Au Théâtre de l’Atelier, la comédienne électrise la querelle conjugale de Feydeau, et prouve qu’elle est aussi à l’aise au plateau qu’à la mise en scène.
Émeline Bayart a déboulé telle une fusée dans le paysage théâtral français. Après avoir incarné Bécassine au cinéma dans le film de Bruno Podalydès, la comédienne avait remporté tous les suffrages – et une nomination aux Molières – dans le rôle de Renée, la bourgeoise folle à lier du Fric-Frac d’Edouard Bourdet, monté par Michel Fau, voilà deux ans, au Théâtre de Paris. Plus récemment, elle s’était imposée comme la pièce maîtresse du diptyque de Jean-Louis Benoît, Tchekhov à la folie, où elle n’hésitait pas à faire montre de son talent débridé pour révéler tout le potentiel comique de L’Ours et de La demande en mariage, assemblées en une seule et même suite au Poche-Montparnasse. Son irrépressible envie de théâtre en bandoulière, elle s’est, cette fois, dédoublée. Toujours au plateau, elle a voulu s’essayer à la mise en scène et s’emparer de l’un des tubes de Feydeau, On purge bébé, au Théâtre de l’Atelier.

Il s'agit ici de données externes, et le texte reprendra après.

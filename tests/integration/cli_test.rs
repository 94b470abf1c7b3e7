//! Tests for the fix-imports binary

use fix_imports::TransformPayload;
use std::fs;
use std::path::Path;
use std::process::{Command, Output};
use tempfile::TempDir;

fn write(root: &Path, rel: &str, content: &str) {
    let path = root.join(rel);
    fs::create_dir_all(path.parent().unwrap()).unwrap();
    fs::write(path, content).unwrap();
}

fn fixture() -> TempDir {
    let dir = TempDir::new().unwrap();
    write(dir.path(), "src/foo.js", "export default function foo() {}\n");
    write(dir.path(), "src/app.js", "import foo from './foo.coffee';\n");
    write(dir.path(), "src/legacy.coffee", "foo = require('./foo.coffee')\n");
    dir
}

/// Run the binary inside `dir` with a clean environment
fn fix_imports(dir: &Path, args: &[&str]) -> Output {
    Command::new(env!("CARGO_BIN_EXE_fix-imports"))
        .args(args)
        .current_dir(dir)
        .env("HOME", dir)
        .env("XDG_CONFIG_HOME", dir.join(".config"))
        .env_remove("RUST_LOG")
        .env_remove("FIX_IMPORTS_SEARCH_PATH")
        .env_remove("FIX_IMPORTS_DRY_RUN")
        .output()
        .expect("failed to run fix-imports")
}

#[test]
fn test_run_rewrites_and_prints_summary() {
    let dir = fixture();
    let output = fix_imports(dir.path(), &["run", "--no-colors", "--no-progress", "src/foo.js"]);

    assert_eq!(output.status.code(), Some(0));
    let stdout = String::from_utf8_lossy(&output.stdout);
    assert!(stdout.contains("Import Rewrite Summary"));
    assert!(stdout.contains("Rewrote 2 file(s)"));

    assert_eq!(
        fs::read_to_string(dir.path().join("src/app.js")).unwrap(),
        "import foo from './foo';\n"
    );
    assert_eq!(
        fs::read_to_string(dir.path().join("src/legacy.coffee")).unwrap(),
        "foo = require('./foo').default\n"
    );
}

#[test]
fn test_run_json_dry_run() {
    let dir = fixture();
    let output = fix_imports(
        dir.path(),
        &["run", "--dry-run", "--no-progress", "-o", "json", "src/foo.js"],
    );

    assert_eq!(output.status.code(), Some(0));
    let report: serde_json::Value = serde_json::from_slice(&output.stdout).unwrap();
    assert_eq!(report["dry_run"], true);
    assert_eq!(report["converted_files"], 1);
    assert_eq!(report["default_exports"], 1);
    assert_eq!(report["structural_rewrites"].as_array().unwrap().len(), 1);
    assert_eq!(report["legacy_rewrites"].as_array().unwrap().len(), 1);

    assert_eq!(
        fs::read_to_string(dir.path().join("src/app.js")).unwrap(),
        "import foo from './foo.coffee';\n"
    );
}

#[test]
fn test_quiet_prints_only_paths() {
    let dir = fixture();
    let output = fix_imports(dir.path(), &["run", "-q", "--no-progress", "src/foo.js"]);

    assert_eq!(output.status.code(), Some(0));
    let stdout = String::from_utf8_lossy(&output.stdout);
    let lines: Vec<&str> = stdout.lines().collect();
    assert_eq!(lines.len(), 2);
    assert!(lines.iter().any(|line| line.ends_with("app.js")));
    assert!(lines.iter().any(|line| line.ends_with("legacy.coffee")));
}

#[test]
fn test_parse_failure_exits_with_one() {
    let dir = fixture();
    write(dir.path(), "src/broken.js", "import foo from './foo.coffee'\nlet = ;\n");

    let output = fix_imports(dir.path(), &["run", "--no-colors", "--no-progress", "src/foo.js"]);

    assert_eq!(output.status.code(), Some(1));
    assert_eq!(
        fs::read_to_string(dir.path().join("src/app.js")).unwrap(),
        "import foo from './foo';\n"
    );
}

#[test]
fn test_invalid_configuration_exits_with_two() {
    let dir = fixture();
    let output = fix_imports(
        dir.path(),
        &["run", "--no-progress", "--search-path", "does/not/exist", "src/foo.js"],
    );
    assert_eq!(output.status.code(), Some(2));
    assert!(!output.stderr.is_empty());

    let output = fix_imports(dir.path(), &["run", "--config", "missing.toml", "src/foo.js"]);
    assert_eq!(output.status.code(), Some(2));
}

#[test]
fn test_config_file_in_working_directory_is_used() {
    let dir = fixture();
    write(dir.path(), ".fix-imports.toml", "dry_run = true\noutput_format = \"json\"\n");

    let output = fix_imports(dir.path(), &["run", "--no-progress", "src/foo.js"]);

    assert_eq!(output.status.code(), Some(0));
    let report: serde_json::Value = serde_json::from_slice(&output.stdout).unwrap();
    assert_eq!(report["dry_run"], true);
}

#[cfg(unix)]
#[test]
fn test_external_pass_output_goes_to_stderr() {
    use std::os::unix::fs::PermissionsExt;

    let dir = fixture();
    write(dir.path(), "tools/chatty-pass", "#!/bin/sh\necho 'chatty pass output'\n");
    let tool = dir.path().join("tools/chatty-pass");
    fs::set_permissions(&tool, fs::Permissions::from_mode(0o755)).unwrap();

    let output = fix_imports(
        dir.path(),
        &["run", "--no-progress", "-o", "json", "--pass", "tools/chatty-pass", "src/foo.js"],
    );

    assert_eq!(output.status.code(), Some(0));
    let report: serde_json::Value = serde_json::from_slice(&output.stdout).unwrap();
    assert_eq!(report["pass_failures"].as_array().unwrap().len(), 0);
    assert!(String::from_utf8_lossy(&output.stderr).contains("chatty pass output"));
}

#[test]
fn test_apply_transform_subcommand() {
    let dir = fixture();
    write(dir.path(), "src/other.js", "import bar from './bar.coffee';\n");

    let payload = TransformPayload {
        converted_files: vec![dir.path().join("src/foo.js")],
        absolute_import_paths: vec![],
    };
    let encoded = payload.encode().unwrap();
    let option = format!("--encoded-options={}", encoded);

    let output = fix_imports(
        dir.path(),
        &["apply-transform", &option, "src/app.js", "src/other.js"],
    );

    assert_eq!(output.status.code(), Some(0));
    let stdout = String::from_utf8_lossy(&output.stdout);
    assert_eq!(stdout.lines().count(), 1);
    assert!(stdout.trim_end().ends_with("app.js"));
    assert_eq!(
        fs::read_to_string(dir.path().join("src/other.js")).unwrap(),
        "import bar from './bar.coffee';\n"
    );
}

#[test]
fn test_init_creates_config() {
    let dir = TempDir::new().unwrap();
    let output = fix_imports(dir.path(), &["init"]);

    assert_eq!(output.status.code(), Some(0));
    let created = dir.path().join(".fix-imports.toml");
    assert!(created.exists());
    assert!(fix_imports::config::parse_config_file(&created).is_ok());
}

Une audace – dans la démarche plus que dans le choix de la pièce, maintes fois représentée – qui prouve qu’elle est aussi à l’aise dans les habits d’actrice que dans ceux de cheffe d’orchestre. Plutôt que de se concentrer sur le substrat scatologique servi par le dramaturge, Émeline Bayart électrise la querelle conjugale qui pousse la famille Follavoine dans ses derniers retranchements nerveux. Alors qu’il s’apprête à recevoir le haut fonctionnaire d’Etat Chouilloux, venu, au nom de l’armée française, pour examiner ses pots de chambre réputés incassables, Bastien est embringué dans une folle scène de ménage avec sa femme, Julie. Envenimée par leur fils Toto, sept ans, qui, au grand dam de sa mère, refuse de se purger, la situation, partie d’un simple sceau d’aisance, devient rapidement hors de contrôle et fait du cocu notoire Chouilloux la victime collatérale d’un huis-clos qui tourne à la comédie de mœurs, et au jeu de massacre.

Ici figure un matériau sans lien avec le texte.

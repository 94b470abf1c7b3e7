//! Candidate file discovery
//!
//! A cheap textual pre-filter in front of the resolver-backed rewriters. A
//! file is a candidate when it is itself a converted file or when its text
//! mentions the basename of any converted file. The filter may over-select
//! but never drops a file that could hold a reference.

use crate::core::parallel::{parallel_process_with_progress, ProgressUpdate};
use crate::error::{FixImportsError, Result};
use crate::models::rewrite::{ConvertedFileSet, FileFailure, RewriteCandidateSet};
use crate::utils::fs::read_source;
use crate::utils::path_resolver::{absolutize, CANONICAL_EXTENSION, LEGACY_EXTENSION};
use glob::Pattern;
use std::path::{Path, PathBuf};
use walkdir::{DirEntry, WalkDir};

/// Which file extensions a scan considers
#[derive(Debug, Clone, Copy, PartialEq, Eq)]
pub struct ExtensionFilter {
    extensions: &'static [&'static str],
}

impl ExtensionFilter {
    /// Files the structural rewriter can parse
    pub const fn parseable() -> Self {
        Self {
            extensions: &[CANONICAL_EXTENSION, "jsx"],
        }
    }

    /// Files still written in the legacy dialect
    pub const fn legacy() -> Self {
        Self {
            extensions: &[LEGACY_EXTENSION],
        }
    }

    pub fn extensions(&self) -> &[&'static str] {
        self.extensions
    }

    pub fn matches(&self, path: &Path) -> bool {
        path.extension()
            .and_then(|ext| ext.to_str())
            .is_some_and(|ext| self.extensions.contains(&ext))
    }
}

/// Result of one scan
#[derive(Debug, Default)]
pub struct ScanOutcome {
    pub candidates: RewriteCandidateSet,
    /// Files that passed the extension filter
    pub files_seen: usize,
    /// Candidates kept only because their text could not be read
    pub unreadable: Vec<PathBuf>,
    /// Directory entries the walk could not visit
    pub traversal_errors: Vec<FileFailure>,
}

/// Walks a search root and selects rewrite candidates
pub struct CandidateFileScanner<'a> {
    converted: &'a ConvertedFileSet,
    basenames: Vec<String>,
    exclude_patterns: Vec<Pattern>,
    follow_links: bool,
}

impl<'a> CandidateFileScanner<'a> {
    /// Create a scanner, compiling the exclude globs
    pub fn new(converted: &'a ConvertedFileSet, exclude_patterns: &[String], follow_links: bool) -> Result<Self> {
        let exclude_patterns = exclude_patterns
            .iter()
            .map(|p| Pattern::new(p).map_err(FixImportsError::from))
            .collect::<Result<Vec<_>>>()?;

        Ok(Self {
            converted,
            basenames: converted.basenames(),
            exclude_patterns,
            follow_links,
        })
    }

    /// Enumerate candidate files under `root` that pass `filter`
    pub fn scan<P>(&self, root: &Path, filter: ExtensionFilter, progress: P) -> Result<ScanOutcome>
    where
        P: Fn(ProgressUpdate) + Send + Sync,
    {
        let root = absolutize(root);
        if !root.is_dir() {
            return Err(FixImportsError::InvalidPath { path: root });
        }

        let (files, traversal_errors) = self.list_files(&root, filter);
        let files_seen = files.len();
        tracing::debug!(
            root = %root.display(),
            extensions = ?filter.extensions(),
            files = files_seen,
            "scanning for candidates"
        );

        let checked = parallel_process_with_progress(
            files,
            |path| {
                let verdict = self.check(&path);
                (path, verdict)
            },
            progress,
        );

        let mut outcome = ScanOutcome {
            files_seen,
            traversal_errors,
            ..ScanOutcome::default()
        };
        for (path, verdict) in checked {
            match verdict {
                Verdict::Skip => {}
                Verdict::Candidate => {
                    outcome.candidates.insert(path);
                }
                Verdict::Unreadable => {
                    outcome.unreadable.push(path.clone());
                    outcome.candidates.insert(path);
                }
            }
        }

        tracing::info!(
            extensions = ?filter.extensions(),
            candidates = outcome.candidates.len(),
            seen = files_seen,
            "scan complete"
        );
        Ok(outcome)
    }

    /// Whether a file with the given text could reference a converted file
    pub fn is_candidate(&self, path: &Path, text: &str) -> bool {
        self.converted.contains(path) || self.basenames.iter().any(|name| text.contains(name.as_str()))
    }

    fn check(&self, path: &Path) -> Verdict {
        if self.converted.contains(path) {
            return Verdict::Candidate;
        }
        match read_source(path) {
            Ok(source) if self.is_candidate(path, &source.text) => Verdict::Candidate,
            Ok(_) => Verdict::Skip,
            Err(err) => {
                tracing::warn!(path = %path.display(), "keeping unreadable file as candidate: {}", err);
                Verdict::Unreadable
            }
        }
    }

    fn list_files(&self, root: &Path, filter: ExtensionFilter) -> (Vec<PathBuf>, Vec<FileFailure>) {
        let mut files = Vec::new();
        let mut errors = Vec::new();

        let walker = WalkDir::new(root)
            .follow_links(self.follow_links)
            .into_iter()
            .filter_entry(|entry| entry.depth() == 0 || !self.is_excluded(entry));

        for entry in walker {
            match entry {
                Ok(entry) => {
                    if entry.file_type().is_file() && filter.matches(entry.path()) {
                        files.push(entry.into_path());
                    }
                }
                Err(err) => {
                    let path = err.path().map(Path::to_path_buf).unwrap_or_else(|| root.to_path_buf());
                    tracing::warn!(path = %path.display(), "skipping entry: {}", err);
                    errors.push(FileFailure::new(path, err.to_string()));
                }
            }
        }

        (files, errors)
    }

    fn is_excluded(&self, entry: &DirEntry) -> bool {
        let name = entry.file_name().to_string_lossy();
        self.exclude_patterns
            .iter()
            .any(|pattern| pattern.matches(&name) || pattern.matches_path(entry.path()))
    }
}

enum Verdict {
    Skip,
    Candidate,
    Unreadable,
}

Dans le rôle de Julie Follavoine, Émeline Bayart s’impose, logiquement, comme la pierre angulaire de la distribution. Dès le prologue, où elle entonne Ça ne vaut pas la Tour Eiffel de Marguerite Deval, accompagnée par Manuel Peskine au piano, la comédienne donne le ton. Sa proposition sera irrévérencieuse et subtile, tonique et musicale. Car, en guise de soupapes de décompression pour ses personnages, qui semblent se servir de la musique pour adoucir les mœurs, elle ressuscite l’usage des couplets chantés, glissés çà et là tels des intermèdes salvateurs lorsque la pression comique devient trop forte. Ecrites et composées du temps de Feydeau, pour éviter tout anachronisme et saut de registre, ces chansonnettes, légères et malignes, scandent et impriment un rythme à ce vaudeville qui n’en manquait déjà pas.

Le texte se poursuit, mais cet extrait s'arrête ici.